[[ Task inputs open ]]

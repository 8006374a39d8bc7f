use poem_openapi::{Enum, Object};
use serde::{Deserialize, Serialize};

use business::domain::inventory::events::{ElementId, UiEvent};
use business::domain::inventory::session::FormMode;
use business::domain::inventory::view::{InventoryView, TableRow};
use business::domain::product::form::ProductForm;
use business::domain::product::model::Product;
use business::domain::product::value_objects::ProductId;

#[derive(Debug, Clone, Serialize, Deserialize, Enum)]
pub enum EventKindDto {
    #[oai(rename = "click")]
    Click,
    #[oai(rename = "input")]
    Input,
    #[oai(rename = "keypress")]
    KeyPress,
    #[oai(rename = "edit_row")]
    EditRow,
    #[oai(rename = "delete_row")]
    DeleteRow,
}

#[derive(Debug, Clone, Serialize, Deserialize, Enum)]
pub enum FormModeDto {
    #[oai(rename = "add")]
    Add,
    #[oai(rename = "edit")]
    Edit,
}

impl From<FormMode> for FormModeDto {
    fn from(mode: FormMode) -> Self {
        match mode {
            FormMode::Add => FormModeDto::Add,
            FormMode::Edit => FormModeDto::Edit,
        }
    }
}

#[derive(Debug, Clone, Default, Object)]
pub struct ProductFormDto {
    /// Product name input
    #[oai(default)]
    pub name: String,
    /// Brand input
    #[oai(default)]
    pub brand: String,
    /// Quantity input, as typed
    #[oai(default)]
    pub quantity: String,
    /// Price input, as typed
    #[oai(default)]
    pub price: String,
}

impl From<ProductFormDto> for ProductForm {
    fn from(dto: ProductFormDto) -> Self {
        ProductForm::new(dto.name, dto.brand, dto.quantity, dto.price)
    }
}

impl From<ProductForm> for ProductFormDto {
    fn from(form: ProductForm) -> Self {
        Self {
            name: form.name,
            brand: form.brand,
            quantity: form.quantity,
            price: form.price,
        }
    }
}

#[derive(Debug, Clone, Object)]
pub struct UiEventRequest {
    /// Kind of DOM event
    pub kind: EventKindDto,
    /// Element id for click, input and keypress events
    #[oai(skip_serializing_if_is_none)]
    pub target: Option<String>,
    /// Input value for input events
    #[oai(skip_serializing_if_is_none)]
    pub value: Option<String>,
    /// Key name for keypress events
    #[oai(skip_serializing_if_is_none)]
    pub key: Option<String>,
    /// Row product id for edit_row and delete_row events
    #[oai(skip_serializing_if_is_none)]
    pub product_id: Option<String>,
    /// Current content of the form inputs
    #[oai(skip_serializing_if_is_none)]
    pub form: Option<ProductFormDto>,
    /// Answer to a confirmation prompt returned by a previous call
    #[oai(skip_serializing_if_is_none)]
    pub confirmed: Option<bool>,
}

impl UiEventRequest {
    fn target(&self) -> Result<ElementId, String> {
        self.target
            .as_deref()
            .ok_or_else(|| "event.target_missing".to_string())?
            .parse::<ElementId>()
            .map_err(|_| "event.target_unknown".to_string())
    }

    fn product_id(&self) -> Result<ProductId, String> {
        self.product_id
            .as_deref()
            .filter(|id| !id.is_empty())
            .map(ProductId::from)
            .ok_or_else(|| "event.product_id_missing".to_string())
    }

    /// Builds the domain event; the error is a code-style message.
    pub fn to_event(&self) -> Result<UiEvent, String> {
        let event = match self.kind {
            EventKindDto::Click => UiEvent::Click(self.target()?),
            EventKindDto::Input => UiEvent::Input {
                target: self.target()?,
                value: self.value.clone().unwrap_or_default(),
            },
            EventKindDto::KeyPress => UiEvent::KeyPress {
                target: self.target()?,
                key: self.key.clone().unwrap_or_default(),
            },
            EventKindDto::EditRow => UiEvent::EditRow(self.product_id()?),
            EventKindDto::DeleteRow => UiEvent::DeleteRow(self.product_id()?),
        };
        Ok(event)
    }
}

#[derive(Debug, Clone, Object)]
pub struct TableRowResponse {
    /// 1-based position in the displayed table
    pub sequence: u64,
    /// Product unique identifier
    pub id: String,
    /// Product name (raw, not escaped)
    pub name: String,
    /// Brand (raw, not escaped)
    pub brand: String,
    /// Units in stock
    pub quantity: u64,
    /// Price with currency symbol, e.g. "$2.50"
    pub price: String,
}

impl From<TableRow> for TableRowResponse {
    fn from(row: TableRow) -> Self {
        Self {
            sequence: row.sequence as u64,
            id: row.id.to_string(),
            name: row.name,
            brand: row.brand,
            quantity: row.quantity,
            price: row.price,
        }
    }
}

#[derive(Debug, Clone, Object)]
pub struct ViewResponse {
    /// Displayed rows
    pub rows: Vec<TableRowResponse>,
    /// Escaped table body markup, ready to insert
    pub table_html: String,
    /// Whether the empty-state indicator is shown
    pub empty: bool,
    /// Current form inputs
    pub form: ProductFormDto,
    /// Form mode
    pub mode: FormModeDto,
    pub show_add_button: bool,
    pub show_update_button: bool,
    pub show_cancel_button: bool,
    /// Id of the record being edited
    #[oai(skip_serializing_if_is_none)]
    pub editing_id: Option<String>,
    /// Active search filter
    #[oai(skip_serializing_if_is_none)]
    pub search_term: Option<String>,
    /// Number of stored records, ignoring any filter
    pub total: u64,
}

impl From<InventoryView> for ViewResponse {
    fn from(view: InventoryView) -> Self {
        Self {
            table_html: view.table.to_html(),
            empty: view.table.is_empty(),
            rows: view.table.rows.into_iter().map(|r| r.into()).collect(),
            form: view.form.into(),
            mode: view.mode.into(),
            show_add_button: view.affordances.add,
            show_update_button: view.affordances.update,
            show_cancel_button: view.affordances.cancel,
            editing_id: view.editing.map(|id| id.to_string()),
            search_term: view.search_term,
            total: view.total as u64,
        }
    }
}

#[derive(Debug, Clone, Object)]
pub struct EventResponse {
    /// View to paint after the event
    pub view: ViewResponse,
    /// Validation message to show in an alert
    #[oai(skip_serializing_if_is_none)]
    pub alert: Option<String>,
    /// Prompt to confirm; re-send the event with `confirmed` set to apply it
    #[oai(skip_serializing_if_is_none)]
    pub confirmation: Option<String>,
}

#[derive(Debug, Clone, Object)]
pub struct ProductResponse {
    /// Product unique identifier
    pub id: String,
    /// Product name
    pub name: String,
    /// Brand
    pub brand: String,
    /// Units in stock
    pub quantity: u64,
    /// Price with two fraction digits
    pub price: String,
}

impl From<&Product> for ProductResponse {
    fn from(product: &Product) -> Self {
        Self {
            id: product.id.to_string(),
            name: product.name.clone(),
            brand: product.brand.clone(),
            quantity: product.quantity.value(),
            price: product.price.formatted(),
        }
    }
}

[[ Task inputs closed ]]

Repeat each line of the data exactly as it appears above.

repository 8006374a39d8bc7f
use poem_openapi::{Enum, Object};
use serde::{Deserialize, Serialize};

use business::domain::inventory::events::{ElementId, UiEvent};
use business::domain::inventory::session::FormMode;
use business::domain::inventory::view::{InventoryView, TableRow};
use business::domain::product::form::ProductForm;
use business::domain::product::model::Product;
use business::domain::product::value_objects::ProductId;

#[derive(Debug, Clone, Serialize, Deserialize, Enum)]
pub enum EventKindDto {
    #[oai(rename = "click")]
    Click,
    #[oai(rename = "input")]
    Input,
    #[oai(rename = "keypress")]
    KeyPress,
    #[oai(rename = "edit_row")]
    EditRow,
    #[oai(rename = "delete_row")]
    DeleteRow,
}

#[derive(Debug, Clone, Serialize, Deserialize, Enum)]
pub enum FormModeDto {
    #[oai(rename = "add")]
    Add,
    #[oai(rename = "edit")]
    Edit,
}

impl From<FormMode> for FormModeDto {
    fn from(mode: FormMode) -> Self {
        match mode {
            FormMode::Add => FormModeDto::Add,
            FormMode::Edit => FormModeDto::Edit,
        }
    }
}

#[derive(Debug, Clone, Default, Object)]
pub struct ProductFormDto {
    /// Product name input
    #[oai(default)]
    pub name: String,
    /// Brand input
    #[oai(default)]
    pub brand: String,
    /// Quantity input, as typed
    #[oai(default)]
    pub quantity: String,
    /// Price input, as typed
    #[oai(default)]
    pub price: String,
}

impl From<ProductFormDto> for ProductForm {
    fn from(dto: ProductFormDto) -> Self {
        ProductForm::new(dto.name, dto.brand, dto.quantity, dto.price)
    }
}

impl From<ProductForm> for ProductFormDto {
    fn from(form: ProductForm) -> Self {
        Self {
            name: form.name,
            brand: form.brand,
            quantity: form.quantity,
            price: form.price,
        }
    }
}

#[derive(Debug, Clone, Object)]
pub struct UiEventRequest {
    /// Kind of DOM event
    pub kind: EventKindDto,
    /// Element id for click, input and keypress events
    #[oai(skip_serializing_if_is_none)]
    pub target: Option<String>,
    /// Input value for input events
    #[oai(skip_serializing_if_is_none)]
    pub value: Option<String>,
    /// Key name for keypress events
    #[oai(skip_serializing_if_is_none)]
    pub key: Option<String>,
    /// Row product id for edit_row and delete_row events
    #[oai(skip_serializing_if_is_none)]
    pub product_id: Option<String>,
    /// Current content of the form inputs
    #[oai(skip_serializing_if_is_none)]
    pub form: Option<ProductFormDto>,
    /// Answer to a confirmation prompt returned by a previous call
    #[oai(skip_serializing_if_is_none)]
    pub confirmed: Option<bool>,
}

impl UiEventRequest {
    fn target(&self) -> Result<ElementId, String> {
        self.target
            .as_deref()
            .ok_or_else(|| "event.target_missing".to_string())?
            .parse::<ElementId>()
            .map_err(|_| "event.target_unknown".to_string())
    }

    fn product_id(&self) -> Result<ProductId, String> {
        self.product_id
            .as_deref()
            .filter(|id| !id.is_empty())
            .map(ProductId::from)
            .ok_or_else(|| "event.product_id_missing".to_string())
    }

    /// Builds the domain event; the error is a code-style message.
    pub fn to_event(&self) -> Result<UiEvent, String> {
        let event = match self.kind {
            EventKindDto::Click => UiEvent::Click(self.target()?),
            EventKindDto::Input => UiEvent::Input {
                target: self.target()?,
                value: self.value.clone().unwrap_or_default(),
            },
            EventKindDto::KeyPress => UiEvent::KeyPress {
                target: self.target()?,
                key: self.key.clone().unwrap_or_default(),
            },
            EventKindDto::EditRow => UiEvent::EditRow(self.product_id()?),
            EventKindDto::DeleteRow => UiEvent::DeleteRow(self.product_id()?),
        };
        Ok(event)
    }
}

#[derive(Debug, Clone, Object)]
pub struct TableRowResponse {
    /// 1-based position in the displayed table
    pub sequence: u64,
    /// Product unique identifier
    pub id: String,
    /// Product name (raw, not escaped)
    pub name: String,
    /// Brand (raw, not escaped)
    pub brand: String,
    /// Units in stock
    pub quantity: u64,
    /// Price with currency symbol, e.g. "$2.50"
    pub price: String,
}

impl From<TableRow> for TableRowResponse {
    fn from(row: TableRow) -> Self {
        Self {
            sequence: row.sequence as u64,
            id: row.id.to_string(),
            name: row.name,
            brand: row.brand,
            quantity: row.quantity,
            price: row.price,
        }
    }
}

#[derive(Debug, Clone, Object)]
pub struct ViewResponse {
    /// Displayed rows
    pub rows: Vec<TableRowResponse>,
    /// Escaped table body markup, ready to insert
    pub table_html: String,
    /// Whether the empty-state indicator is shown
    pub empty: bool,
    /// Current form inputs
    pub form: ProductFormDto,
    /// Form mode
    pub mode: FormModeDto,
    pub show_add_button: bool,
    pub show_update_button: bool,
    pub show_cancel_button: bool,
    /// Id of the record being edited
    #[oai(skip_serializing_if_is_none)]
    pub editing_id: Option<String>,
    /// Active search filter
    #[oai(skip_serializing_if_is_none)]
    pub search_term: Option<String>,
    /// Number of stored records, ignoring any filter
    pub total: u64,
}

impl From<InventoryView> for ViewResponse {
    fn from(view: InventoryView) -> Self {
        Self {
            table_html: view.table.to_html(),
            empty: view.table.is_empty(),
            rows: view.table.rows.into_iter().map(|r| r.into()).collect(),
            form: view.form.into(),
            mode: view.mode.into(),
            show_add_button: view.affordances.add,
            show_update_button: view.affordances.update,
            show_cancel_button: view.affordances.cancel,
            editing_id: view.editing.map(|id| id.to_string()),
            search_term: view.search_term,
            total: view.total as u64,
        }
    }
}

#[derive(Debug, Clone, Object)]
pub struct EventResponse {
    /// View to paint after the event
    pub view: ViewResponse,
    /// Validation message to show in an alert
    #[oai(skip_serializing_if_is_none)]
    pub alert: Option<String>,
    /// Prompt to confirm; re-send the event with `confirmed` set to apply it
    #[oai(skip_serializing_if_is_none)]
    pub confirmation: Option<String>,
}

#[derive(Debug, Clone, Object)]
pub struct ProductResponse {
    /// Product unique identifier
    pub id: String,
    /// Product name
    pub name: String,
    /// Brand
    pub brand: String,
    /// Units in stock
    pub quantity: u64,
    /// Price with two fraction digits
    pub price: String,
}

impl From<&Product> for ProductResponse {
    fn from(product: &Product) -> Self {
        Self {
            id: product.id.to_string(),
            name: product.name.clone(),
            brand: product.brand.clone(),
            quantity: product.quantity.value(),
            price: product.price.formatted(),
        }
    }
}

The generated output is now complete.